A fire in a parking garage requires a big operation and poses great risks to the firefighters. One cannot simply let it burn: the fire has to be limited in some way, as otherwise it could cause structural weakness in the building. “It is an adventure even to reach the burning car – it is very difficult in these underground parking garages. One must ventilate and evacuate them to get in safely”. Protection for all the firefighters must be ensured, and it can take a long time to get inside if there is a lot of smoke. The centre of the fire can be located using a heat camera, but if it is only smoking, there is nothing to help the firefighters find the burning car. When they get to the car they have to identify it as an EV; it could be difficult to see small lettering in the smoke, but hopefully they can see the cord leading to the charger. They can put out the fire with foam, but the foam disappears quickly. “Fires in garages are a big problem for us, but electrical vehicles are not so dangerous. I would say that we have a car fire in an underground parking garage almost every week, so this is not an unusual scenario for us. The fact that it is in a shopping centre with a lot of people is not so common”. There are fires in vehicles every day, and the interviewees think that they might have put out fires in many EVs without realizing it. They say that the approach to safety is completely different compared with ten years ago, because it is more dangerous when cars burn now, both because of what you get on your body and because of the fumes you breathe in. The interviewees think that the more expensive a car, the more dangerous it is, and if it is built out of carbon fibre, the risk is similar to that of asbestos.
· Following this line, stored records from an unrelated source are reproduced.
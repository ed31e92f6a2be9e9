pub mod accrual;
pub mod compound;
pub mod penalty;

use chrono::NaiveDate;
use serde::{Deserialize, Serialize};

use crate::calendar;
use crate::decimal::{Money, Rate};

pub use accrual::{AccrualEngine, DayCountConvention};
pub use compound::CompoundingEngine;
pub use penalty::PenaltyEngine;

/// a dated window over which an annual rate accrues
#[derive(Debug, Clone, Copy, PartialEq, Eq, Serialize, Deserialize)]
pub struct AccrualWindow {
    pub rate: Rate,
    pub start: NaiveDate,
    pub end: NaiveDate,
    pub days: i64,
}

impl AccrualWindow {
    pub fn new(rate: Rate, start: NaiveDate, end: NaiveDate) -> Self {
        Self {
            rate,
            start,
            end,
            days: calendar::day_count(start, end),
        }
    }

    /// zero-length window, used by rows that accrue nothing
    pub fn empty(rate: Rate, date: NaiveDate) -> Self {
        Self::new(rate, date, date)
    }
}

/// interest calculation result
#[derive(Debug, Clone, PartialEq)]
pub struct InterestCalculation {
    pub interest_amount: Money,
    pub base: Money,
    pub window: AccrualWindow,
}

/// trait for interest calculations
pub trait InterestCalculator {
    fn calculate_interest(&self, base: Money, window: &AccrualWindow) -> InterestCalculation;

    fn get_daily_rate(&self, annual_rate: Rate) -> Rate;
}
  • Scenario 4 – Electrical vehicle under water

During a storm with flooding, a petrol-electric hybrid becomes stuck in the water underneath a bridge. The driver calls emergency services to say that the car’s occupants cannot get out of the car and will drown if they do not receive immediate help.

Response:

The firefighters are unsure whether or not a submerged car will be conductive: “Yes, water conducts electricity. I have also posed that question and not got an answer”. If nothing has damaged the car, they believe that there is no danger. They remember one situation in which some people were trapped in a car submerged in water and couldn’t get the doors to open. In that case, they lifted the car out of the water. “I don’t think that we should be scared of getting an electric shock. We should just go in and take them out. The car is only stuck because of the water; it has not crashed. We only have to get the door open and get the person out – I don’t think we should consider this dangerous”. Some have got information from manufacturers that their EVs react to water exposure by automatically turning off the high-voltage system. They assume that they should therefore have treated this electrical vehicle in the same way as an ordinary car.

4.3 Interviews with municipal officials

The following are the results of interviews with officials from the environmental or traffic offices in Stockholm, Göteborg and Malmö.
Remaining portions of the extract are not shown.